It is always exciting to know that we are going to be bringing a new member into the family. The joy and excitement that come with the knowledge of a new pregnancy never fail to get us jumping off their couch to start choosing the paint colors for the new-born’s nursery. I should know, I just did it twice in the past three years!
But looking beyond the adrenaline rush, have we ever wondered how much it will cost us to raise a child from birth to grown-up? Are most people prepared for the financial impact, or have at least an idea of what it will cost to have and raise a child?
Let’s Start Here
A recently relevant study, from a U.S. Department of Agriculture (USDA) report from 2015, says that the average cost of raising a child from birth to age 17 is $233,610 for middle-income family with two children. The study assumes a married couple (versus single parenting) and does NOT factor in a university education. So, there’s one estimate – nearly a quarter million dollars – or roughly $13k a year.
This report breaks up costs into three income ranges, with $233,610 being the average for those qualifying families who make between $59,200-$107,400. Those in the lower income range, making under $59,200, required an average of $174,690 to raise a child. Those in the highest income range, making over $107,400, spent $372,210 on raising a child. In other words, the higher the family income, the more is typically spent on the child on average.
First Year of Birth
Digging deeper into specifics, a study by Business Insider says the average cost to have a baby in the US, without complications during delivery, is $10,808 — which can quickly increase to $30k when factoring in care provided before and after pregnancy. Some of the factors accounting for the increase are dependent upon the type of insurance you have, any complications that may come about, and all the necessities (crib, car seat, diapers, etc).
If you were unlucky enough to have problems getting pregnant in the first place, you would have to include things such as In Vitro Fertilization (IVF) at approximately $15k per attempt. How about spending $40-60k to get an egg donor? Or $100k to get a surrogate mother? These procedures are not factored in to the “average cost of birth” but nonetheless, cannot be ruled out.
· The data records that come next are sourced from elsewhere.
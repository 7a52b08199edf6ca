use std::fmt;
use std::net::{IpAddr, SocketAddr};
use std::str::FromStr;

use serde::{Deserialize, Deserializer, Serialize, Serializer};
use thiserror::Error;

use kubenode_state::Spec;

use super::CLUSTER_NAMESPACE;

/// Role of a machine in the cluster.
#[derive(Clone, Copy, Debug, PartialEq, Eq, Serialize, Deserialize)]
#[serde(rename_all = "lowercase")]
pub enum MachineType {
    /// Not known yet.
    Unknown,
    /// The control plane node which bootstrapped the cluster.
    Init,
    /// A control plane node.
    #[serde(alias = "control-plane")]
    ControlPlane,
    /// A worker node.
    Worker,
}

impl MachineType {
    /// Whether the machine runs the Kubernetes control plane.
    pub fn is_control_plane(&self) -> bool {
        matches!(self, MachineType::Init | MachineType::ControlPlane)
    }
}

impl Default for MachineType {
    fn default() -> Self {
        MachineType::Unknown
    }
}

/// Identity record of a cluster member, either this node or a peer.
#[derive(Clone, Debug, Default, PartialEq, Eq, Serialize, Deserialize)]
pub struct AffiliateSpec {
    /// Opaque, cluster-unique node identifier.
    pub node_id: String,
    /// DNS hostname as reported by the node.
    #[serde(default, skip_serializing_if = "String::is_empty")]
    pub hostname: String,
    /// Name the kubelet registers the node under.
    #[serde(default, skip_serializing_if = "String::is_empty")]
    pub nodename: String,
    /// Role of the node.
    #[serde(default)]
    pub machine_type: MachineType,
    /// Addresses advertised by the node, in order.
    #[serde(default, skip_serializing_if = "Vec::is_empty")]
    pub addresses: Vec<IpAddr>,
    /// Free-form OS descriptor.
    #[serde(default, skip_serializing_if = "String::is_empty")]
    pub operating_system: String,
    /// KubeSpan identity, when the node takes part in the overlay.
    #[serde(default, skip_serializing_if = "Option::is_none")]
    pub kubespan: Option<KubeSpanAffiliateSpec>,
    /// Set on control plane nodes running an API server.
    #[serde(default, skip_serializing_if = "Option::is_none")]
    pub control_plane: Option<ControlPlane>,
}

impl Spec for AffiliateSpec {
    const NAMESPACE: &'static str = CLUSTER_NAMESPACE;
    const TYPE: &'static str = "Affiliates";
}

/// KubeSpan overlay identity of a node.
#[derive(Clone, Debug, Default, PartialEq, Eq, Serialize, Deserialize)]
pub struct KubeSpanAffiliateSpec {
    /// WireGuard public key, base64.
    #[serde(default, skip_serializing_if = "String::is_empty")]
    pub public_key: String,
    /// Overlay address of the node.
    #[serde(default, skip_serializing_if = "Option::is_none")]
    pub address: Option<IpAddr>,
    /// Prefixes routed to the node over the overlay.
    #[serde(default, skip_serializing_if = "Vec::is_empty")]
    pub additional_addresses: Vec<IpPrefix>,
    /// WireGuard endpoints of the node.
    #[serde(default, skip_serializing_if = "Vec::is_empty")]
    pub endpoints: Vec<SocketAddr>,
    /// Networks which peers should not route over the overlay.
    #[serde(default, skip_serializing_if = "Vec::is_empty")]
    pub exclude_advertised_networks: Vec<IpPrefix>,
}

impl KubeSpanAffiliateSpec {
    /// True when no field is set.
    pub fn is_empty(&self) -> bool {
        self == &KubeSpanAffiliateSpec::default()
    }
}

/// Control plane details of a control plane affiliate.
#[derive(Clone, Debug, Default, PartialEq, Eq, Serialize, Deserialize)]
pub struct ControlPlane {
    /// Port the API server listens on.
    pub api_server_port: u16,
}

/// An IP network in CIDR notation, e.g. `10.244.3.1/24`.
///
/// The address part keeps host bits, as assigned prefixes carry the address of
/// the node within the network.
#[derive(Clone, Copy, Debug, PartialEq, Eq, Hash, PartialOrd, Ord)]
pub struct IpPrefix {
    addr: IpAddr,
    len: u8,
}

/// Error returned when parsing an [`IpPrefix`] fails.
#[derive(Debug, Clone, Error, PartialEq, Eq)]
#[error("invalid IP prefix {0:?}")]
pub struct ParseIpPrefixError(String);

impl IpPrefix {
    /// Creates a prefix, checking the length against the address family.
    pub fn new(addr: IpAddr, len: u8) -> Result<Self, ParseIpPrefixError> {
        let max = if addr.is_ipv4() { 32 } else { 128 };
        if len > max {
            return Err(ParseIpPrefixError(format!("{}/{}", addr, len)));
        }
        Ok(IpPrefix { addr, len })
    }

    /// Address part of the prefix.
    pub fn addr(&self) -> IpAddr {
        self.addr
    }

    /// Prefix length in bits.
    pub fn prefix_len(&self) -> u8 {
        self.len
    }
}

impl FromStr for IpPrefix {
    type Err = ParseIpPrefixError;

    fn from_str(s: &str) -> Result<Self, Self::Err> {
        let err = || ParseIpPrefixError(s.to_string());
        let (addr, len) = s.split_once('/').ok_or_else(err)?;
        let addr: IpAddr = addr.parse().map_err(|_| err())?;
        // Leading '+' and the like are accepted by u8::from_str, but not by CIDR.
        if len.is_empty() || !len.bytes().all(|b| b.is_ascii_digit()) {
            return Err(err());
        }
        let len: u8 = len.parse().map_err(|_| err())?;
        IpPrefix::new(addr, len)
    }
}

impl fmt::Display for IpPrefix {
    fn fmt(&self, f: &mut fmt::Formatter<'_>) -> fmt::Result {
        write!(f, "{}/{}", self.addr, self.len)
    }
}

impl Serialize for IpPrefix {
    fn serialize<S: Serializer>(&self, serializer: S) -> Result<S::Ok, S::Error> {
        serializer.collect_str(self)
    }
}

impl<'de> Deserialize<'de> for IpPrefix {
    fn deserialize<D: Deserializer<'de>>(deserializer: D) -> Result<Self, D::Error> {
        let s = String::deserialize(deserializer)?;
        s.parse().map_err(serde::de::Error::custom)
    }
}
For those interested in using an online calculator for a more accurate projection, consider using this online one from Babycenter.
Soon enough comes a time to make a financial decision for childcare. There are many childcare options available depending on the circumstances of the family, and will vary depending if both spouses work versus just one. Whether it’s daycare, schooling, or a nanny, you will see how it can easily add up to a grand per month. At $1,000 for a period of 5 years, this adds up to $60k without taking account of toys, books, medical and any other expenses we would spending during their toddler years.
Of course you can have a parent stay at home with the child, and there are many advantages to this. The major downside is not having that second income stream contribution. So, there’s that.
As children get older and into different age ranges, the costs steadily increase. Chalk it up to activities, education expenses, transportation, electronics, and trips (Hello Magic Kingdom!). Plus kids eat more as they get older, so food really “eats” into the budget more than before.
So, even if the average yearly cost is $12k early on, it could trend higher and closer to $14k by age 17. That steady increase holds firm amongst all demographics and income ranges. In other words, those in a higher income range (above $107,400 a year) may spend $19k a year in the infant years, and average spending over $23k as teens. And these numbers will continue to rise due to inflation, if nothing else.
Based on the studies, we can conclude that spending $250k to bring a child to age 17 is definitely possible and probably very likely. And if you break it down monthly, that can range from $1k-2k per month…so hopefully that was factored that into your budget! WARNING: I would say this is a minimum level of spend. But what are the other things that we haven’t yet mentioned? Here’s some:
- Will you need to add an extra bedroom in your house to accommodate your little one(s)? Probably.
- More is at stake while your kids are young; will you need to increase your life insurance protection for your family? This is a rhetorical question…YES!
- What types of schools will they be attending ages 5-17, public or private? Huge discrepancy in cost.
- What age will your child be out of the house? I wouldn’t assume that by age 17 they will be self-sufficient. You may want to prepare on supporting, on some level, until age 25.
- College. Most parents will make an effort to put money aside for college, which averages $26k for annual out-of-state tuition now (and maybe double that in 18 years from now!).
Up until now, we’ve talked about averages based on a recent study. Let’s talk reality for a sec. Assuming you won’t want your child to sleep in your bed, you will want more insurance, you want them to go to decent schools, you won’t kick them out at age 17, and you would like to help save for them to go to college – I’d say be prepared to spend closer to $1mil when it’s all said and done. So not just the $1-2k per month for 17 years, rather $3k or more for 25 years. Think I am crazy? I am not the only one saying this. If you don’t believe me, check out this clip.
In summary, while the financial burden of supporting a child from birth to adulthood may seem daunting to most of us as parents, the joy of having an additional family member remains as something we can look forward to as a family. With proper financial planning, we can ensure our finances can support our families for the long run. Just be prepared – not only is parenting challenging, it’s not cheap!